As for the original poster, thanks for your civility when folks are beating you up a little bit. I understand your position, and what you say makes sense to me. However, finance companies are more likely to ride out a loan for someone whose credit has become sketchy rather than to enter into any new agreement, even if the new agreement is better than the prior. Because when they first started financing with you, your credit was great. Now it is not, and now you are treated as a marginal or conditional risk.

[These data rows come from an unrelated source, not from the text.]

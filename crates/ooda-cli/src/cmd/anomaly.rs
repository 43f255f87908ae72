use crate::cmd::Project;
use crate::output::print_json;
use clap::Subcommand;
use ooda_core::alert::AlertGate;
use ooda_core::anomaly::{anomaly_alert, AnomalyDetector};
use serde_json::json;
use std::path::Path;

#[derive(Subcommand)]
pub enum AnomalySubcommand {
    /// Compare a current value against its history
    Detect {
        /// Metric name (e.g. sessions, conversion_rate, ad_spend)
        #[arg(long)]
        metric: String,
        /// Comma-separated historical values, oldest first
        #[arg(long, value_delimiter = ',', num_args = 1.., allow_negative_numbers = true)]
        history: Vec<f64>,
        #[arg(long, allow_negative_numbers = true)]
        current: f64,
        /// Minimum history length (default: anomaly.min_points from config)
        #[arg(long)]
        min_points: Option<usize>,
        /// Send an alert on behalf of this agent when an anomaly is found
        #[arg(long)]
        alert_agent: Option<String>,
    },
}

pub fn run(root: &Path, subcommand: AnomalySubcommand, json: bool) -> anyhow::Result<()> {
    let project = Project::open(root)?;

    match subcommand {
        AnomalySubcommand::Detect {
            metric,
            history,
            current,
            min_points,
            alert_agent,
        } => {
            let cfg = &project.config.anomaly;
            let detector = AnomalyDetector::from_config(cfg);
            let min_points = min_points.unwrap_or(cfg.min_points);
            let record = detector.detect(&metric, &history, current, min_points);

            let alert = match (&record, alert_agent) {
                (Some(r), Some(agent)) => {
                    let gate = AlertGate::new(project.store.clone());
                    Some(gate.send_alert(anomaly_alert(r, &agent)?)?)
                }
                _ => None,
            };

            if json {
                return print_json(&json!({ "anomaly": record, "alert": alert }));
            }
            match &record {
                None if history.len() < min_points => println!(
                    "no anomaly: {} of {min_points} required history points",
                    history.len()
                ),
                None => println!("no anomaly: {metric} within thresholds"),
                Some(r) => {
                    println!(
                        "{} anomaly ({}): {metric} {} by {:.1}%",
                        r.severity, r.anomaly_type, r.direction, r.deviation_percentage
                    );
                    println!(
                        "  baseline {:.2} ± {:.2}, current {:.2}",
                        r.baseline_mean, r.baseline_stdev, r.current_value
                    );
                }
            }
            if let Some(a) = &alert {
                println!("  alert {} sent ({})", a.id, a.status);
            }
            Ok(())
        }
    }
}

Like most dealers, we sell millions of dollars worth of tractors a year, roughly 65% financed. Occasionally we will get rejected on a sale for which I think the rejection is unmerited. On 3 occasions that I can recall, I contacted the finance company and pushed them to approve a loan that they rejected. A volume dealer can sometimes make this happen. Ironically on all three of those cases for which I got my way and they reluctantly approved, the customer defaulted on the loan. Really? To me they looked good and the reasoning for not initially approving them looked spurious. But these loan underwriters seem to know what on paper now later becomes a default. They may know that guys with green socks eating potato chips on Tuesdays always default....it doesn't matter if it makes sense. They crunch enough data to become pretty good at what they do. By the way, on each of these, I bought the tractors back so as to not cause the loan company any loss. I felt I should, and each had enough down payment that it really wasn't a loss for me. So in a sense, it wasn't much of a risk (big down payment) but finance companies prefer to not repossess.